Our results can directly inform public health campaigns to increase vaccine uptake. First, the pro-vaccine group should be encouraged, when they are vaccinated, to share that information with family and friends and post it online. They could also discuss the positive feelings and sense of relief after being vaccinated. Second, media campaigns need to address concerns about the vaccine development process. The development concerns class was 27.8% of the sample and was worried that vaccines had been developed too quickly and that the development was influenced by political pressures. To address concerns about the speed of development, it may be useful to highlight how COVID-19 vaccine development benefitted from unprecedented global attention and resources and decades of previous mRNA vaccine research and recent breakthroughs, which made it possible to develop an effective vaccine rapidly. As the development process is rather complicated and abstract, it may be helpful to develop visual representations about the parallel processes as well as the massive number of people in the phase three trials and current observational studies of vaccine recipients. To address concerns about politics unduly influencing the development process, it will be important to highlight the rigor with which vaccine trial results were evaluated by the FDA, delineating the review process and the independence of the committee that reviews the outcomes. It may also be useful to emphasize that the same vaccines being used in the United States have also been approved in other countries, outside the influence of American political pressures. This information should be combined with liberal leaders vouching for the process, especially as the development concerns group was largely liberal and thus likely skeptical of the failure of the previous US political regime to address the pandemic.

The second type of public health campaign our results suggest is needed to address individuals who are unsure about the efficacy of the COVID-19 vaccines and are undecided about whether they intend to get vaccinated. In our sample, about one-fifth of participants fell into this “unsure” category. To encourage vaccination among members of this group, public health campaigns need to provide clear, accurate, and consistent messages about the safety and effectiveness of the vaccine across a variety of platforms in order to increase the public’s knowledge about and confidence in the vaccine.
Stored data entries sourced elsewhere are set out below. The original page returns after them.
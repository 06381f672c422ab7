use crate as pdf;
use crate::object::*;
use crate::error::*;

#[derive(Object, Debug)]
pub struct IccInfo {
    #[pdf(key="N")]
    pub components: u32,

    #[pdf(key="Alternate")]
    pub alternate: Option<Box<ColorSpace>>,

    #[pdf(key="Range")]
    pub range: Option<Vec<f32>>,

    #[pdf(key="Metadata")]
    pub metadata: Option<Stream<()>>,
}

#[derive(Debug, Clone)]
pub enum ColorSpace {
    DeviceGray,
    DeviceRGB,
    DeviceCMYK,
    DeviceN { names: Vec<Name>, alt: Box<ColorSpace>, tint: Function, attr: Option<Dictionary> },
    CalGray(Dictionary),
    CalRGB(Dictionary),
    CalCMYK(Dictionary),
    Indexed(Box<ColorSpace>, Arc<[u8]>),
    Separation(Name, Box<ColorSpace>, Function),
    Icc(RcRef<Stream<IccInfo>>),
    Pattern,
    Other(Vec<Primitive>)
}


fn get_index(arr: &[Primitive], idx: usize) -> Result<&Primitive> {
     arr.get(idx).ok_or(PdfError::Bounds { index: idx, len: arr.len() })
}

impl Object for ColorSpace {
    fn from_primitive(p: Primitive, resolve: &impl Resolve) -> Result<ColorSpace> {
        ColorSpace::from_primitive_depth(p, resolve, 5)
    }
}
impl ColorSpace {
    fn from_primitive_depth(p: Primitive, resolve: &impl Resolve, depth: usize) -> Result<ColorSpace> {
        let p = p.resolve(resolve)?;
        if let Ok(name) = p.as_name() {
            let cs = match name {
                "DeviceGray" => ColorSpace::DeviceGray,
                "DeviceRGB" => ColorSpace::DeviceRGB,
                "DeviceCMYK" => ColorSpace::DeviceCMYK,
                "Pattern" => ColorSpace::Pattern,
                _ => bail!("unimplemented color space {}", name)
            };
            return Ok(cs);
        }
        let arr = t!(p.into_array(resolve));
        let typ = t!(t!(get_index(&arr, 0)).as_name());
        
        if depth == 0 {
            bail!("ColorSpace base recursion");
        }
        match typ {
            "Indexed" => {
                let base = Box::new(t!(ColorSpace::from_primitive_depth(t!(get_index(&arr, 1)).clone(), resolve, depth-1)));
                let lookup = match t!(get_index(&arr, 3)) {
                    &Primitive::Reference(r) => resolve.resolve(r)?,
                    p => p.clone()
                };
                let lookup = match lookup {
                    Primitive::String(string) => {
                        let data: Vec<u8> = string.into_bytes().into();
                        data.into()
                    }
                    Primitive::Stream(stream) => {
                        let s: Stream::<()> = Stream::from_stream(stream, resolve)?;
                        let data: Vec<u8> = t!(s.data()).to_vec();
                        data.into()
                    },
                    p => return Err(PdfError::UnexpectedPrimitive {
                        expected: "String or Stream",
                        found: p.get_debug_name()
                    })
                };
                Ok(ColorSpace::Indexed(base, lookup))
            }
            "Separation" => {
                let name = t!(t!(get_index(&arr, 1)).clone().into_name());
                let alternate = Box::new(t!(ColorSpace::from_primitive_depth(t!(get_index(&arr, 2)).clone(), resolve, depth-1)));
                let tint = t!(Function::from_primitive(t!(get_index(&arr, 3)).clone(), resolve));
                Ok(ColorSpace::Separation(name, alternate, tint))
            }
            "ICCBased" => {
                let s = t!(RcRef::from_primitive(t!(get_index(&arr, 1)).clone(), resolve));
                Ok(ColorSpace::Icc(s))
            }
            "DeviceN" => {
                let names = t!(Object::from_primitive(t!(get_index(&arr, 1)).clone(), resolve));
                let alt = t!(Object::from_primitive(t!(get_index(&arr, 2)).clone(), resolve));
                let tint = t!(Function::from_primitive(t!(get_index(&arr, 3)).clone(), resolve));
                let attr = arr.get(4).map(|p| Dictionary::from_primitive(p.clone(), resolve)).transpose()?;

                Ok(ColorSpace::DeviceN { names, alt, tint, attr})
            }
            "CalGray" => {
                let dict = Dictionary::from_primitive(t!(get_index(&arr, 1)).clone(), resolve)?;
                Ok(ColorSpace::CalGray(dict))
            }
            "CalRGB" => {
                let dict = Dictionary::from_primitive(t!(get_index(&arr, 1)).clone(), resolve)?;
                Ok(ColorSpace::CalRGB(dict))
            }
            "CalCMYK" => {
                let dict = Dictionary::from_primitive(t!(get_index(&arr, 1)).clone(), resolve)?;
                Ok(ColorSpace::CalCMYK(dict))
            }
            _ => Ok(ColorSpace::Other(arr))
        }
    }
}
impl ObjectWrite for ColorSpace {
    fn to_primitive(&self, _update: &mut impl Updater) -> Result<Primitive> {
        match *self {
            ColorSpace::DeviceCMYK => Ok(Primitive::name("DeviceCMYK")),
            ColorSpace::DeviceRGB => Ok(Primitive::name("DeviceRGB")),
            _ => unimplemented!()
        }
    }
}
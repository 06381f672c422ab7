use super::prelude::*;

/*
use std::iter::once;
use itertools::Either;
// needs recursive types
impl PagesNode {
    pub fn pages<'a>(&'a self, resolve: &'a impl Resolve) -> impl Iterator<Item=Result<PageRc>> + 'a {
        match self {
            PagesNode::Tree(ref tree) => Either::Left(Box::new(tree.pages(resolve))),
            PagesNode::Leaf(ref page) => Either::Right(once(Ok(PageRc(page.clone()))))
        }
    }
}
*/

/// A `PagesNode::Leaf` wrapped in a `RcRef`
///
#[derive(Debug, Clone, pdf_derive::DataSize)]
pub struct PageRc(pub(crate) RcRef<PagesNode>);
impl Deref for PageRc {
    type Target = Page;
    fn deref(&self) -> &Page {
        match *self.0 {
            PagesNode::Leaf(ref page) => page,
            _ => unreachable!(),
        }
    }
}
impl PageRc {
    pub fn create(page: Page, update: &mut impl Updater) -> Result<PageRc> {
        Ok(PageRc(update.create(PagesNode::Leaf(page))?))
    }
    pub fn update(page: Page, old_page: &PageRc, update: &mut impl Updater) -> Result<PageRc> {
        update
            .update(old_page.get_ref(), PagesNode::Leaf(page))
            .map(PageRc)
    }
    pub fn get_ref(&self) -> PlainRef {
        self.0.inner
    }
}
impl Object for PageRc {
    fn from_primitive(p: Primitive, resolve: &impl Resolve) -> Result<PageRc> {
        let node = t!(RcRef::from_primitive(p, resolve));
        match *node {
            PagesNode::Tree(_) => Err(PdfError::WrongDictionaryType {
                expected: "Page".into(),
                found: "Pages".into(),
            }),
            PagesNode::Leaf(_) => Ok(PageRc(node)),
        }
    }
}
impl ObjectWrite for PageRc {
    fn to_primitive(&self, update: &mut impl Updater) -> Result<Primitive> {
        self.0.to_primitive(update)
    }
}

/// A `PagesNode::Tree` wrapped in a `RcRef`
///
#[derive(Debug, Clone, pdf_derive::DataSize)]
pub struct PagesRc(RcRef<PagesNode>);
impl Deref for PagesRc {
    type Target = PageTree;
    fn deref(&self) -> &PageTree {
        match *self.0 {
            PagesNode::Tree(ref tree) => tree,
            _ => unreachable!(),
        }
    }
}
impl PagesRc {
    pub fn create(tree: PageTree, update: &mut impl Updater) -> Result<PagesRc> {
        Ok(PagesRc(update.create(PagesNode::Tree(tree))?))
    }
}
impl Object for PagesRc {
    fn from_primitive(p: Primitive, resolve: &impl Resolve) -> Result<PagesRc> {
        let node = t!(RcRef::from_primitive(p, resolve));
        match *node {
            PagesNode::Leaf(_) => Err(PdfError::WrongDictionaryType {
                expected: "Pages".into(),
                found: "Page".into(),
            }),
            PagesNode::Tree(_) => Ok(PagesRc(node)),
        }
    }
}
impl ObjectWrite for PagesRc {
    fn to_primitive(&self, update: &mut impl Updater) -> Result<Primitive> {
        self.0.to_primitive(update)
    }
}

#[derive(Object, ObjectWrite, Debug, Clone, pdf_derive::DataSize)]
#[pdf(Type = "Page?")]
pub struct Page {
    #[pdf(key = "Parent")]
    pub parent: PagesRc,

    #[pdf(key = "Resources", indirect)]
    pub resources: Option<MaybeRef<Resources>>,

    #[pdf(key = "MediaBox")]
    pub media_box: Option<Rectangle>,

    #[pdf(key = "CropBox")]
    pub crop_box: Option<Rectangle>,

    #[pdf(key = "TrimBox")]
    pub trim_box: Option<Rectangle>,

    #[pdf(key = "Contents")]
    pub contents: Option<Content>,

    #[pdf(key = "Rotate", default = "0")]
    pub rotate: i32,

    #[pdf(key = "Metadata")]
    pub metadata: Option<Primitive>,

    #[pdf(key = "LGIDict")]
    pub lgi: Option<Primitive>,

    #[pdf(key = "VP")]
    pub vp: Option<Primitive>,

    #[pdf(key = "Annots")]
    pub annotations: Lazy<Vec<MaybeRef<Annot>>>,

    #[pdf(other)]
    pub other: Dictionary,
}
fn inherit<'a, T: 'a, F>(mut parent: &'a PageTree, f: F) -> Result<Option<T>>
where
    F: Fn(&'a PageTree) -> Option<T>,
{
    loop {
        match (&parent.parent, f(parent)) {
            (_, Some(t)) => return Ok(Some(t)),
            (Some(ref p), None) => parent = p,
            (None, None) => return Ok(None),
        }
    }
}

impl Page {
    pub fn new(parent: PagesRc) -> Page {
        Page {
            parent,
            media_box: None,
            crop_box: None,
            trim_box: None,
            resources: None,
            contents: None,
            rotate: 0,
            metadata: None,
            lgi: None,
            vp: None,
            other: Dictionary::new(),
            annotations: Default::default(),
        }
    }
    pub fn media_box(&self) -> Result<Rectangle> {
        match self.media_box {
            Some(b) => Ok(b),
            None => {
                inherit(&self.parent, |pt| pt.media_box)?.ok_or_else(|| PdfError::MissingEntry {
                    typ: "Page",
                    field: "MediaBox".into(),
                })
            }
        }
    }
    pub fn crop_box(&self) -> Result<Rectangle> {
        match self.crop_box {
            Some(b) => Ok(b),
            None => match inherit(&self.parent, |pt| pt.crop_box)? {
                Some(b) => Ok(b),
                None => self.media_box(),
            },
        }
    }
    pub fn resources(&self) -> Result<&MaybeRef<Resources>> {
        match self.resources {
            Some(ref r) => Ok(r),
            None => inherit(&self.parent, |pt| pt.resources.as_ref())?.ok_or_else(|| {
                PdfError::MissingEntry {
                    typ: "Page",
                    field: "Resources".into(),
                }
            }),
        }
    }
}
impl SubType<PagesNode> for Page {}

#[derive(Object, pdf_derive::DataSize, Debug, ObjectWrite)]
pub struct PageLabel {
    #[pdf(key = "S")]
    pub style: Option<Counter>,

    #[pdf(key = "P")]
    pub prefix: Option<PdfString>,

    #[pdf(key = "St")]
    pub start: Option<usize>,
}
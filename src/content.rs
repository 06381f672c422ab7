/// PDF content streams.
use std::fmt::{Display, Formatter};
use std::mem::replace;
use std::cmp::Ordering;
use std::io;
use itertools::Itertools;

use crate::error::*;
use crate::object::*;
use crate::parser::{Lexer, parse_with_lexer};
use crate::primitive::*;

/// Operation in a PDF content stream.
#[derive(Debug, Clone)]
pub struct Operation {
    pub operator: String,
    pub operands: Vec<Primitive>,
}

impl Operation {
    pub fn new(operator: impl Into<String>, operands: Vec<Primitive>) -> Operation {
        Operation{
            operator: operator.into(),
            operands,
        }
    }
}


/// Represents a PDF content stream - a `Vec` of `Operator`s
#[derive(Debug)]
pub struct Content {
    pub operations: Vec<Operation>,
}

impl Content {
    pub(crate) fn parse_from(data: &[u8], resolve: &impl Resolve) -> Result<Content> {
        let mut lexer = Lexer::new(data);

        let mut content = Content {operations: Vec::new()};
        let mut buffer = Vec::new();

        loop {
            let backup_pos = lexer.get_pos();
            let obj = parse_with_lexer(&mut lexer, resolve);
            match obj {
                Ok(obj) => {
                    // Operand
                    buffer.push(obj)
                }
                Err(e) => {
                    if e.is_eof() {
                        break;
                    }
                    // It's not an object/operand - treat it as an operator.
                    lexer.set_pos(backup_pos);
                    let operator = t!(lexer.next()).to_string();
                    let operation = Operation::new(operator, replace(&mut buffer, Vec::new()));
                    // Give operands to operation and empty buffer.
                    content.operations.push(operation.clone());
                }
            }
            match lexer.get_pos().cmp(&data.len()) {
                Ordering::Greater => err!(PdfError::ContentReadPastBoundary),
                Ordering::Less => (),
                Ordering::Equal => break
            }
        }
        Ok(content)
    }
}

impl Object for Content {
    /// Convert primitive to Self
    fn from_primitive(p: Primitive, resolve: &impl Resolve) -> Result<Self> {
        type ContentStream = Stream<()>;
        
        match p {
            Primitive::Array(parts) => {
                let mut content_data = Vec::new();
                for p in parts {
                    let part = t!(ContentStream::from_primitive(p, resolve));
                    let data = t!(part.data());
                    content_data.extend(data);
                }
                Content::parse_from(&content_data, resolve)
            }
            p => {
                Content::parse_from(
                    t!(t!(ContentStream::from_primitive(p, resolve)).data()),
                    resolve
                )
            }
        }
    }
}
impl Content {
    pub(crate) fn serialize_data(&self) -> Result<Vec<u8>> {
        use std::io::Write;

        let mut data: Vec<u8> = Vec::new();
        for op in &self.operations {
            for arg in &op.operands {
                arg.serialize(&mut data, 0)?;
                data.push(b' ');
            }
            writeln!(data, "{}", op.operator)?;
        }
        Ok(data)
    }
}
impl ObjectWrite for Content {
    fn to_primitive(&self, update: &mut impl Updater) -> Result<Primitive> {
        let data = self.serialize_data()?;
        Stream::new((), data).to_primitive(update)
    }
}
impl DeepClone for Operation {
    fn deep_clone(&self, _cloner: &mut impl Cloner) -> Result<Self> {
        Ok(self.clone())
    }
}
impl DeepClone for Content {
    fn deep_clone(&self, _cloner: &mut impl Cloner) -> Result<Self> {
        Ok(Content { operations: self.operations.clone() })
    }
}


impl Display for Content {
    fn fmt(&self, f: &mut Formatter) -> std::fmt::Result {
        writeln!(f, "Content:")?;
        for operation in &self.operations {
            writeln!(f, "  {}", operation)?;
        }
        Ok(())
    }
}

impl Display for Operation {
    fn fmt(&self, f: &mut Formatter) -> std::fmt::Result {
        write!(f, "{} : {}", self.operator, self.operands.iter().format(", "))
    }
}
Additionally, given the high level of concerns about side effects present in this study, messaging should also emphasize that these effects are short term and, in fact, an important part of the vaccine process of ensuring a robust immune response. It will likely be important that these messages are apolitical, focus on scientific facts, and are distributed via credible messengers to combat the misinformation about COVID-19 that has proliferated (Parmet and Paul, 2020). Finally, messaging campaigns should emphasize the importance of getting vaccinated in hastening the return to greater normalcy.

While clear and consistent communication is important, initial research suggests it may be insufficient to change vaccination intentions. One initial experiment found no impact of transparent information campaigns on vaccine intentions (Kerr et al., 2021). This null effect could be due to the fact that the messages were not specifically targeted to groups’ concerns. It is also possible that focusing on information only neglects important emotional elements of COVID-19 decision making, both positive (altruism) and negative (fear and anxiety) (Chou and Budenz, 2020). Incorporating key emotional messages into fact based campaign that address the specific concerns of the target population may be essential for moving the needle on vaccination rates.

Those holding anti-vaccine attitudes will likely be the hardest to influence. Vaccine hesitancy and anti-vaccine attitudes in the United States are largely derived from prolific misinformation and a rise in anti-science beliefs (Hotez et al., 2020, Moran et al., 2016). Further, anti-vaccine groups utilize predatory behavior to target insular and vulnerable communities to raise fears of vaccination (Hotez et al., 2020). As anti-vaccine class in this study was much more likely to be conservative than other classes, conservative leaders and media outlets must use their platforms to correct the misinformation spread about COVID-19 and encourage vaccination among members of their audience. Unfortunately, this group will likely pose the largest barrier to achieving herd immunity to COVID-19 in the United States. While many members of this class perceived that their family and friends would not get vaccinated, this may not be the reality. Interventions which encourage people to talk to their peers about getting vaccinated may help diffuse vaccine uptake intentions within this group. This type of intervention may be especially important given that anti-vaccine communities tend to be insular, especially in their social media presence (Yuan et al., 2019, Hotez et al., 2020). In addition, some preliminary research has suggested that those who are strongly hesitant about vaccination may be more responsive to campaigns that highlight the personal benefits to them, rather than societal goods (Freeman et al., 2021).

While the exact population-level vaccination threshold needed to achieve herd immunity for COVID-19 is not yet known, known thresholds for other diseases can guide estimates. For example, the herd immunity threshold for polio is around 80%, while the more contagious measles has a higher threshold around 95% (Gonçalves, 2008, Rashid et al., 2012). Estimates of the R0 (the metric of how many people a single infected person could spread the disease to) for COVID-19 range from 2.2 to 5.7, suggesting that the herd immunity threshold for this disease is likely somewhere around 82% (Sanche et al., 2020). In our sample, vaccinating the three classes who were not anti-vaccine could approach 80%. While it is unclear if these prevalences of classes translate to the overall population, this does suggest that public health efforts likely should target these groups first in an effort to most rapidly and efficiently approach this hypothetical herd immunity target. Public health efforts can then move to address so-called “anti-vaxxers” with more intensive and targeted interventions.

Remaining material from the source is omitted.